Dataset entries:
........
impl EntityRegistry {
    /// Creates an empty registry.
    #[must_use]
    pub fn new() -> Self {
        Self::default()
    }

    /// Number of live entities.
    #[must_use]
    pub fn len(&self) -> usize {
        self.entities.len()
    }

    /// Returns true if no entity is registered.
    #[must_use]
    pub fn is_empty(&self) -> bool {
        self.entities.is_empty()
    }

    /// Registers an entity and records its `LoadEntity`.
    ///
    /// A draft whose parent is gone is registered as a scene root.
    pub fn register(&mut self, draft: EntityDraft) -> EntityId {
        let id = self.ids.allocate(draft.category);

        let parent = match draft.parent {
            Some(parent) if self.entities.contains_key(&parent) => Some(parent),
            Some(parent) => {
                tracing::warn!(%id, %parent, "parent vanished before registration, attaching to scene root");
                None
            }
            None => None,
        };

        let properties = draft
            .properties
            .into_iter()
            .map(|(key, value, equality)| {
                let property = AsyncProperty::new(id, key, value);
                let property = match equality {
                    Some(equality) => property.with_equality(equality),
                    None => property,
                };
                (key, property)
            })
            .collect();
        let lists = draft
            .lists
            .into_iter()
            .map(|(key, items)| (key, AsyncListProperty::new(id, key, items)))
            .collect();

        let entity = Entity {
            id,
            parent,
            children: Vec::new(),
            properties,
            lists,
        };
        let descriptor = entity.descriptor(None);
        self.entities.insert(id, entity);
        self.siblings_mut(parent).push(id);

        self.outbox.push(Operation::LoadEntity {
            entity: id,
            descriptor: Some(descriptor),
            users: UserSet::All,
        });
        tracing::debug!(%id, "entity registered");
        id
    }

    /// Looks up an entity.
    #[must_use]
    pub fn get(&self, id: EntityId) -> Option<&Entity> {
        self.entities.get(&id)
    }

    /// Returns true if the entity is registered.
    #[must_use]
    pub fn contains(&self, id: EntityId) -> bool {
        self.entities.contains_key(&id)
    }

    /// Removes an entity and its whole subtree, recording one `DeleteEntity`.
    ///
    /// Removing an absent entity is a no-op.
    pub fn remove(&mut self, id: EntityId) -> MutationOutcome {
        let Some(entity) = self.entities.remove(&id) else {
            return MutationOutcome::Missing;
        };
        self.siblings_mut(entity.parent).retain(|sibling| *sibling != id);

        let mut stack = entity.children;
        while let Some(child) = stack.pop() {
            if let Some(removed) = self.entities.remove(&child) {
                stack.extend(removed.children);
            }
        }

        self.outbox.push(Operation::DeleteEntity {
            entity: id,
            users: UserSet::All,
        });
        tracing::debug!(%id, "entity removed");
        MutationOutcome::Recorded
    }

    /// Children of `parent` (or the scene roots) active for `user`.
    #[must_use]
    pub fn children(&self, parent: Option<EntityId>, user: UserId) -> Vec<EntityId> {
        let candidates = match parent {
            None => self.roots.as_slice(),
            Some(parent) => match self.entities.get(&parent) {
                Some(entity) => entity.children.as_slice(),
                None => return Vec::new(),
            },
        };
        candidates
            .iter()
            .copied()
            .filter(|id| self.entities.get(id).is_some_and(|e| e.is_active_for(user)))
            .collect()
    }

    /// Full state of an entity as seen by `user`; `None` if missing or
    /// inactive for that user.
    #[must_use]
    pub fn descriptor(&self, id: EntityId, user: UserId) -> Option<EntityDescriptor> {
        self.entities
            .get(&id)
            .filter(|entity| entity.is_active_for(user))
            .map(|entity| entity.descriptor(Some(user)))
    }

    /// Sets a property default. List values replace the whole list.
    pub fn set_property(
        &mut self,
        id: EntityId,
        key: PropertyKey,
        value: impl Into<PropertyValue>,
    ) -> MutationOutcome {
        match value.into() {
            PropertyValue::List(items) => self.set_list(id, key, items),
            value => self.mutate(id, |entity| match entity.properties.get_mut(&key) {
                Some(property) => property.set_value(value),
                None => {
                    let property = AsyncProperty::new(entity.id, key, value);
                    let operation = property.snapshot_operation();
                    entity.properties.insert(key, property);
                    Some(operation)
                }
            }),
        }
    }

    /// Sets the value `user` sees. The property must already exist.
    pub fn set_property_for(
        &mut self,
        id: EntityId,
        user: UserId,
        key: PropertyKey,
        value: impl Into<PropertyValue>,
    ) -> MutationOutcome {
        match value.into() {
            PropertyValue::List(items) => self.set_list_for(id, user, key, items),
            value => self.mutate(id, |entity| match entity.properties.get_mut(&key) {
                Some(property) => property.set_value_for(user, value),
                None => {
                    tracing::debug!(id = %entity.id, key, "override of undeclared property ignored");
                    None
                }
            }),
        }
    }

    /// Drops the override `user` holds on a property or list.
    pub fn reset_property_for(&mut self, id: EntityId, user: UserId, key: PropertyKey) -> MutationOutcome {
        self.mutate(id, |entity| {
            if let Some(property) = entity.properties.get_mut(&key) {
                property.reset_value_for(user)
            } else {
                entity.lists.get_mut(&key)?.reset_value_for(user)
            }
        })
    }

    /// Appends to a list, creating the list if needed.
    pub fn push_item(
        &mut self,
        id: EntityId,
        key: PropertyKey,
        item: impl Into<PropertyValue>,
    ) -> MutationOutcome {
        let item = item.into();
        self.mutate(id, |entity| Some(entity.list_mut(key).push(item)))
    }

    /// Inserts into a list.
    pub fn insert_item(
        &mut self,
        id: EntityId,
        key: PropertyKey,
        index: usize,
        item: impl Into<PropertyValue>,
    ) -> MutationOutcome {
        let item = item.into();
        self.mutate(id, |entity| entity.list_mut(key).insert(index, item))
    }

    /// Removes the first item equal to `item`.
    pub fn remove_item(&mut self, id: EntityId, key: PropertyKey, item: &PropertyValue) -> MutationOutcome {
        self.mutate(id, |entity| entity.lists.get_mut(&key)?.remove(item))
    }

    /// Removes the item at `index`.
    pub fn remove_item_at(&mut self, id: EntityId, key: PropertyKey, index: usize) -> MutationOutcome {
        self.mutate(id, |entity| entity.lists.get_mut(&key)?.remove_at(index))
    }

    /// Replaces the item at `index`.
    pub fn set_item(
        &mut self,
        id: EntityId,
        key: PropertyKey,
        index: usize,
        item: impl Into<PropertyValue>,
    ) -> MutationOutcome {
        let item = item.into();
        self.mutate(id, |entity| entity.lists.get_mut(&key)?.set_item(index, item))
    }

    /// Replaces a whole list.
    pub fn set_list(&mut self, id: EntityId, key: PropertyKey, items: Vec<PropertyValue>) -> MutationOutcome {
        self.mutate(id, |entity| {
            let created = !entity.lists.contains_key(&key);
            let list = entity.list_mut(key);
            list.set_value(items)
                .or_else(|| created.then(|| list.snapshot_operation()))
        })
    }

    /// Replaces the whole list `user` sees.
    pub fn set_list_for(
        &mut self,
        id: EntityId,
        user: UserId,
        key: PropertyKey,
        items: Vec<PropertyValue>,
    ) -> MutationOutcome {
        self.mutate(id, |entity| entity.list_mut(key).set_value_for(user, items))
    }

    /// Drops every override held by `user`, silently.
    pub fn forget_user(&mut self, user: UserId) {
        for entity in self.entities.values_mut() {
            entity.properties.values_mut().for_each(|p| p.forget_user(user));
            entity.lists.values_mut().for_each(|l| l.forget_user(user));
        }
    }

    /// Operations recorded since the last drain, in mutation order.
    #[must_use]
    pub fn pending_operations(&self) -> &[Operation] {
        &self.outbox
    }

    /// Takes the recorded operations.
    pub fn drain_operations(&mut self) -> Vec<Operation> {
        std::mem::take(&mut self.outbox)
    }

    /// Every entity in parent-before-child order.
    pub fn iter_tree(&self) -> impl Iterator<Item = &Entity> + '_ {
        let mut stack: Vec<EntityId> = self.roots.iter().rev().copied().collect();
        std::iter::from_fn(move || loop {
            let id = stack.pop()?;
            if let Some(entity) = self.entities.get(&id) {
                stack.extend(entity.children.iter().rev());
                return Some(entity);
            }
        })
    }

    fn mutate(&mut self, id: EntityId, edit: impl FnOnce(&mut Entity) -> Option<Operation>) -> MutationOutcome {
        let Some(entity) = self.entities.get_mut(&id) else {
            tracing::trace!(%id, "mutation of missing entity ignored");
            return MutationOutcome::Missing;
        };
        match edit(entity) {
            Some(operation) => {
                self.outbox.push(operation);
                MutationOutcome::Recorded
            }
            None => MutationOutcome::Unchanged,
        }
    }

    fn siblings_mut(&mut self, parent: Option<EntityId>) -> &mut Vec<EntityId> {
        match parent.and_then(|parent| self.entities.get_mut(&parent)) {
            Some(entity) => &mut entity.children,
            None => &mut self.roots,
        }
    }
}
//! # Configuration
//!
//! One TOML file configures the whole networking stack. Every field has a
//! default, so an empty file (or no file) is a valid configuration.
//!
//! ```toml
//! [server]
//! tick_rate = 30
//!
//! [batcher]
//! flush_interval_ms = 33
//! max_operations = 256
//!
//! [tracking.root]
//! q = 50.0
//! r = 0.5
//! ```

use std::path::Path;
use std::time::Duration;

use serde::{Deserialize, Serialize};
use umi3d_shared::constants::{
    BONE_MEASUREMENT_NOISE, BONE_PROCESS_NOISE, DEFAULT_TRACKING_RATE, ROOT_MEASUREMENT_NOISE,
    ROOT_PROCESS_NOISE,
};
use umi3d_shared::{DEFAULT_HTTP_PORT, DEFAULT_SOCKET_PORT, MAX_USERS, TICK_RATE};

use crate::error::ConfigError;

/// Root configuration.
#[derive(Clone, Debug, Default, PartialEq, Serialize, Deserialize)]
#[serde(default)]
pub struct Umi3dConfig {
    /// Environment server settings.
    pub server: ServerConfig,
    /// Transaction batching budgets.
    pub batcher: BatcherConfig,
    /// Tracking send/receive settings.
    pub tracking: TrackingConfig,
    /// Binding resolution policy.
    pub binding: BindingConfig,
    /// Background worker settings.
    pub background: BackgroundConfig,
}

impl Umi3dConfig {
    /// Parses a configuration from TOML text.
    pub fn from_toml_str(text: &str) -> Result<Self, ConfigError> {
        Ok(toml::from_str(text)?)
    }

    /// Loads a configuration file.
    pub fn load(path: impl AsRef<Path>) -> Result<Self, ConfigError> {
        let path = path.as_ref();
        let text = std::fs::read_to_string(path).map_err(|source| ConfigError::Io {
            path: path.to_path_buf(),
            source,
        })?;
        Self::from_toml_str(&text)
    }
}

/// Environment server settings.
#[derive(Clone, Debug, PartialEq, Serialize, Deserialize)]
#[serde(default)]
pub struct ServerConfig {
    /// Environment name announced by `/media`.
    pub name: String,
    /// Ticks per second.
    pub tick_rate: u32,
    /// Maximum number of simultaneous users.
    pub max_users: usize,
    /// HTTP port.
    pub http_port: u16,
    /// Socket port.
    pub socket_port: u16,
    /// Ticks without traffic before a user is dropped (0 disables).
    pub user_timeout_ticks: u64,
    /// Maximum pending update payloads kept per polling user.
    pub max_pending_updates: usize,
    /// Capacity of the network event and command channels.
    pub channel_capacity: usize,
}

impl Default for ServerConfig {
    fn default() -> Self {
        Self {
            name: "umi3d environment".to_string(),
            tick_rate: TICK_RATE,
            max_users: MAX_USERS,
            http_port: DEFAULT_HTTP_PORT,
            socket_port: DEFAULT_SOCKET_PORT,
            user_timeout_ticks: u64::from(TICK_RATE) * 30,
            max_pending_updates: 64,
            channel_capacity: 10_000,
        }
    }
}

/// Transaction batching budgets.
#[derive(Clone, Copy, Debug, PartialEq, Eq, Serialize, Deserialize)]
#[serde(default)]
pub struct BatcherConfig {
    /// Flush when the oldest pending operation is this old (0 disables).
    pub flush_interval_ms: u64,
    /// Flush before accumulating beyond this many operations (0 disables).
    pub max_operations: usize,
}

impl BatcherConfig {
    /// Flush interval as a duration.
    #[must_use]
    pub const fn flush_interval(&self) -> Duration {
        Duration::from_millis(self.flush_interval_ms)
    }
}

impl Default for BatcherConfig {
    fn default() -> Self {
        Self {
            flush_interval_ms: 1_000 / TICK_RATE as u64,
            max_operations: 256,
        }
    }
}

/// Process and measurement noise of one Kalman channel, as standard deviations.
#[derive(Clone, Copy, Debug, PartialEq, Serialize, Deserialize)]
pub struct KalmanNoise {
    /// Process noise.
    pub q: f64,
    /// Measurement noise.
    pub r: f64,
}

impl KalmanNoise {
    /// Loose filter for the fast-moving avatar root.
    pub const ROOT: Self = Self {
        q: ROOT_PROCESS_NOISE,
        r: ROOT_MEASUREMENT_NOISE,
    };

    /// Tight filter for fine bone detail.
    pub const BONE: Self = Self {
        q: BONE_PROCESS_NOISE,
        r: BONE_MEASUREMENT_NOISE,
    };
}

/// Tracking send/receive settings.
#[derive(Clone, Copy, Debug, PartialEq, Serialize, Deserialize)]
#[serde(default)]
pub struct TrackingConfig {
    /// Minimum time between two skeleton samples (0 samples every tick).
    pub sample_interval_ms: u64,
    /// Minimum time between two transmissions (0 disables the time throttle).
    pub send_interval_ms: u64,
    /// Transmit every N ticks (0 disables the count throttle).
    pub send_every_n_ticks: u32,
    /// Arrival rate assumed before two frames were seen.
    pub default_rate_hz: f64,
    /// Maximum extrapolation past the last estimate.
    pub max_extrapolation_ms: u64,
    /// Root node filter.
    pub root: KalmanNoise,
    /// Bone filter.
    pub bones: KalmanNoise,
}

impl TrackingConfig {
    /// Sampling cooldown.
    #[must_use]
    pub const fn sample_interval(&self) -> Duration {
        Duration::from_millis(self.sample_interval_ms)
    }

    /// Send throttle.
    #[must_use]
    pub const fn send_interval(&self) -> Duration {
        Duration::from_millis(self.send_interval_ms)
    }

    /// Extrapolation horizon.
    #[must_use]
    pub const fn max_extrapolation(&self) -> Duration {
        Duration::from_millis(self.max_extrapolation_ms)
    }
}

impl Default for TrackingConfig {
    fn default() -> Self {
        Self {
            sample_interval_ms: 0,
            send_interval_ms: 1_000 / 15,
            send_every_n_ticks: 0,
            default_rate_hz: DEFAULT_TRACKING_RATE,
            max_extrapolation_ms: 500,
            root: KalmanNoise::ROOT,
            bones: KalmanNoise::BONE,
        }
    }
}

/// Binding resolution policy.
#[derive(Clone, Copy, Debug, PartialEq, Eq, Serialize, Deserialize)]
#[serde(default)]
pub struct BindingConfig {
    /// Resolution attempts before a binding is reported unresolved.
    pub max_attempts: u32,
    /// Upper bound of the exponential backoff, in fixed updates.
    pub max_backoff_updates: u32,
}

impl Default for BindingConfig {
    fn default() -> Self {
        Self {
            max_attempts: 12,
            max_backoff_updates: 50,
        }
    }
}

/// Background worker settings.
#[derive(Clone, Copy, Debug, PartialEq, Eq, Serialize, Deserialize)]
#[serde(default)]
pub struct BackgroundConfig {
    /// How often workers drain their input queue.
    pub poll_interval_ms: u64,
    /// Maximum queued items before producers see backpressure.
    pub queue_capacity: usize,
}

impl BackgroundConfig {
    /// Drain interval.
    #[must_use]
    pub const fn poll_interval(&self) -> Duration {
        Duration::from_millis(self.poll_interval_ms)
    }
}

impl Default for BackgroundConfig {
    fn default() -> Self {
        Self {
            poll_interval_ms: 20,
            queue_capacity: 4_096,
        }
    }
}
//! # Networking Error Types
//!
//! All errors that can cross a module boundary in this crate.
//!
//! Lookup misses are not errors: registries and mirrors answer them with
//! `Option` or an outcome enum so that a disconnecting user never turns into
//! a failure on the tick thread.

use std::path::PathBuf;

use thiserror::Error;
use umi3d_shared::BoneType;

use crate::entity::EntityId;
use crate::server::UserId;

/// Errors raised while decoding a wire payload.
#[derive(Error, Debug, Clone, PartialEq, Eq)]
pub enum CodecError {
    /// A read ran past the end of the buffer or hit an invalid encoding.
    #[error("unreadable {what} at byte {offset}")]
    Unreadable {
        /// What was being read.
        what: &'static str,
        /// Reader position when the read failed.
        offset: usize,
    },

    /// The leading type code has no registered decoder.
    #[error("unknown message type code {0}")]
    UnknownMessageType(u8),

    /// The message decoded but bytes were left over.
    #[error("{0} trailing bytes after message")]
    TrailingBytes(usize),

    /// Empty payload.
    #[error("empty payload")]
    Empty,
}

/// Errors raised by the tracking pipeline.
#[derive(Error, Debug, Clone, PartialEq, Eq)]
pub enum TrackingError {
    /// A frame carried the same bone type twice.
    #[error("bone {0} appears twice in one frame")]
    DuplicateBone(BoneType),

    /// A binding target never became resolvable within the retry budget.
    #[error("binding of {target} to {bone} for user {user} unresolved after {attempts} attempts")]
    BindingUnresolved {
        /// Owner of the bone.
        user: UserId,
        /// Bone the target should follow.
        bone: BoneType,
        /// External object that never appeared.
        target: u64,
        /// Number of resolution attempts made.
        attempts: u32,
    },
}

/// Errors raised when handing data to the transport.
#[derive(Error, Debug, Clone, PartialEq, Eq)]
pub enum NetworkError {
    /// The transport is closed.
    #[error("network unavailable")]
    Unavailable,

    /// The outbound queue is full.
    #[error("outbound queue full")]
    QueueFull,
}

/// Errors raised by the environment server.
#[derive(Error, Debug, Clone, PartialEq, Eq)]
pub enum ServerError {
    /// Request referenced a user that is not connected.
    #[error("unknown user {0}")]
    UnknownUser(UserId),

    /// Request referenced an entity that does not exist.
    #[error("unknown entity {0}")]
    UnknownEntity(EntityId),

    /// The environment is full.
    #[error("environment full: {0} users")]
    Full(usize),

    /// A payload could not be decoded.
    #[error("malformed message: {0}")]
    Malformed(#[from] CodecError),

    /// A previously established invariant does not hold anymore.
    #[error("internal inconsistency: {0}")]
    InternalInconsistency(String),
}

/// Errors raised while loading configuration.
#[derive(Error, Debug)]
pub enum ConfigError {
    /// The configuration file could not be read.
    #[error("failed to read {path}: {source}")]
    Io {
        /// File that was read.
        path: PathBuf,
        /// Underlying error.
        source: std::io::Error,
    },

    /// The configuration text is not valid TOML for this schema.
    #[error("invalid configuration: {0}")]
    Parse(#[from] toml::de::Error),
}

/// Errors raised by the background recorder.
#[derive(Error, Debug)]
pub enum RecorderError {
    /// Opening or reading the recording failed.
    #[error("recording i/o on {path}: {source}")]
    Io {
        /// Recording file.
        path: PathBuf,
        /// Underlying error.
        source: std::io::Error,
    },

    /// The recorder queue is full (backpressure).
    #[error("recorder buffer full")]
    BufferFull,

    /// A recorded frame could not be decoded.
    #[error("corrupt recording: {0}")]
    Corrupt(#[from] CodecError),
}

/// Result type for decoding.
pub type CodecResult<T> = Result<T, CodecError>;

/// Result type for server operations.
pub type ServerResult<T> = Result<T, ServerError>;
........
#### Assignment:
Search the entries for "budgets" and show every line that has it.

#### Answer to the problem:
    /// Transaction batching budgets.
/// Transaction batching budgets.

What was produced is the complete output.